Substituting the above boundary conditions (3.6)–(3.9) to (3.5) can yield the plate displacements caused by the impact and maximum quasi-hydrostatic pressure, respectively. The maximum plate deflections at the free top $z=l$ induced by the impact and the maximum quasi-hydrostatic pressure are given as

(3.10a) \begin{align}& \Delta x_{\textit{imp}}= \frac {\rho C_p U_0^2z_{\textit{imp}}^3(4l-z_{\textit{imp}})}{48EI},\\[-10pt]\nonumber \end{align}
(3.10b) \begin{align}&\quad\,\,\, \Delta x_{{hp}} = \frac {\rho g z_{{hp}}^4 (5l-z_{{hp}})}{120EI}. \end{align}

Assuming $4l \gg z_{\textit{imp}}$ and $5l \gg z_{{hp}}$ , the plate deflection (3.10a , b ) can be reduced to

(3.11a) \begin{align} \frac {\Delta x_{\textit{imp}}}{l} &\sim \frac {Ca_{\textit{imp}}}{6},\\[-10pt]\nonumber \end{align}
(3.11b) \begin{align} \frac {\Delta x_{{hp}}}{l} &\sim \frac {Ca_{{hp}}}{12}. \end{align}

The deflections of the plate are essentially controlled by the Cauchy number defined in this study

(3.12a) \begin{align}& Ca_{\textit{imp}} = \frac {1}{2}\frac {\rho C_p U_0^2z_{\textit{imp}}^3}{EI},\\[-10pt]\nonumber \end{align}
(3.12b) \begin{align}&\quad\,\, Ca_{{hp}} = \frac {1}{2}\frac {\rho g z_{{hp}}^4}{EI}. \end{align}

The Cauchy number represents the relative magnitude of the fluid force and the restoring force due to structural stiffness.
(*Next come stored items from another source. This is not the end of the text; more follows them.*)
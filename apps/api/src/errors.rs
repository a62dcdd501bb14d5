use axum::{
    http::StatusCode,
    response::{IntoResponse, Response},
    Json,
};
use serde_json::json;
use thiserror::Error;

use crate::entitlement::evaluator::CounterKind;

/// Application-level error type.
/// Implements `IntoResponse` so Axum handlers can return `Result<T, AppError>`.
///
/// Entitlement denials (`QuotaExceeded`, `FeatureUnavailable`, `NoSubscription`)
/// render the flat upgrade-prompt payload consumed by the dashboard:
/// `{error, feature?, used?, limit?, upgradeRequired: true}`. Everything else
/// uses the `{error: {code, message}}` envelope.
#[derive(Debug, Error)]
pub enum AppError {
    #[error("Not found: {0}")]
    NotFound(String),

    #[error("Validation error: {0}")]
    Validation(String),

    #[error("Forbidden")]
    Forbidden,

    #[error("{resource} quota exhausted ({used}/{limit})")]
    QuotaExceeded {
        resource: CounterKind,
        used: i32,
        limit: i32,
    },

    #[error("Feature '{feature}' not available in plan '{plan}'")]
    FeatureUnavailable { feature: String, plan: String },

    #[error("No subscription found")]
    NoSubscription { feature: String },

    /// A subscription references a plan the catalog no longer has.
    #[error("Configuration error: {0}")]
    Configuration(String),

    #[error("Database error: {0}")]
    Database(#[from] sqlx::Error),

    #[error("LLM error: {0}")]
    Llm(String),

    #[error("Payment gateway error: {0}")]
    Billing(String),

    #[error("Internal server error: {0}")]
    Internal(#[from] anyhow::Error),
}

impl IntoResponse for AppError {
    fn into_response(self) -> Response {
        match self {
            AppError::QuotaExceeded {
                resource,
                used,
                limit,
            } => (
                StatusCode::PAYMENT_REQUIRED,
                Json(json!({
                    "error": resource.exhausted_message(),
                    "used": used,
                    "limit": limit,
                    "upgradeRequired": true,
                })),
            )
                .into_response(),
            AppError::FeatureUnavailable { feature, plan } => (
                StatusCode::FORBIDDEN,
                Json(json!({
                    "error": format!("Feature '{feature}' not available in your plan"),
                    "feature": feature,
                    "currentPlan": plan,
                    "upgradeRequired": true,
                })),
            )
                .into_response(),
            AppError::NoSubscription { feature } => (
                StatusCode::FORBIDDEN,
                Json(json!({
                    "error": "No subscription found",
                    "feature": feature,
                    "upgradeRequired": true,
                })),
            )
                .into_response(),
            other => other.into_envelope(),
        }
    }
}

impl AppError {
    fn into_envelope(self) -> Response {
        let (status, code, message) = match &self {
            AppError::NotFound(msg) => (StatusCode::NOT_FOUND, "NOT_FOUND", msg.clone()),
            AppError::Validation(msg) => (StatusCode::BAD_REQUEST, "VALIDATION_ERROR", msg.clone()),
            AppError::Forbidden => (
                StatusCode::FORBIDDEN,
                "FORBIDDEN",
                "Access denied".to_string(),
            ),
            AppError::Configuration(msg) => {
                tracing::error!("Configuration error: {msg}");
                (
                    StatusCode::INTERNAL_SERVER_ERROR,
                    "CONFIGURATION_ERROR",
                    "A configuration error occurred".to_string(),
                )
            }
            AppError::Database(e) => {
                tracing::error!("Database error: {e}");
                (
                    StatusCode::INTERNAL_SERVER_ERROR,
                    "DATABASE_ERROR",
                    "A database error occurred".to_string(),
                )
            }
            AppError::Llm(msg) => {
                tracing::error!("LLM error: {msg}");
                (
                    StatusCode::INTERNAL_SERVER_ERROR,
                    "LLM_ERROR",
                    "An AI processing error occurred".to_string(),
                )
            }
            AppError::Billing(msg) => {
                tracing::error!("Payment gateway error: {msg}");
                (
                    StatusCode::INTERNAL_SERVER_ERROR,
                    "PAYMENT_ERROR",
                    "A payment processing error occurred".to_string(),
                )
            }
            AppError::Internal(e) => {
                tracing::error!("Internal error: {e:?}");
                (
                    StatusCode::INTERNAL_SERVER_ERROR,
                    "INTERNAL_ERROR",
                    "An internal server error occurred".to_string(),
                )
            }
            // Handled by into_response above; unreachable here.
            AppError::QuotaExceeded { .. }
            | AppError::FeatureUnavailable { .. }
            | AppError::NoSubscription { .. } => (
                StatusCode::INTERNAL_SERVER_ERROR,
                "INTERNAL_ERROR",
                "An internal server error occurred".to_string(),
            ),
        };

        let body = Json(json!({
            "error": {
                "code": code,
                "message": message
            }
        }));

        (status, body).into_response()
    }
}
For constant $EI$ , the impact Cauchy number $Ca_{\textit{imp}}$ is linearly related to the product of the impact pressure maxima and the cube of $z_{\textit{imp}}$ , while the quasi-hydrostatic Cauchy number $Ca_{{hp}}$ is linearly correlated with the fourth power of $z_{{hp}}$ . It is seen that both $\Delta x_{\textit{imp}}/l$ and $\Delta x_{{hp}}/l$ are proportional to the Cauchy number. This predictive law will be verified in the following.

Figure 11. The plate deflections induced by (a) impact pressure with a parabolic best-fit curve and (b) maximum quasi-hydrostatic pressure with a linear best-fit line. The vertical dotted lines denote the boundaries separating the four distinctive impact types.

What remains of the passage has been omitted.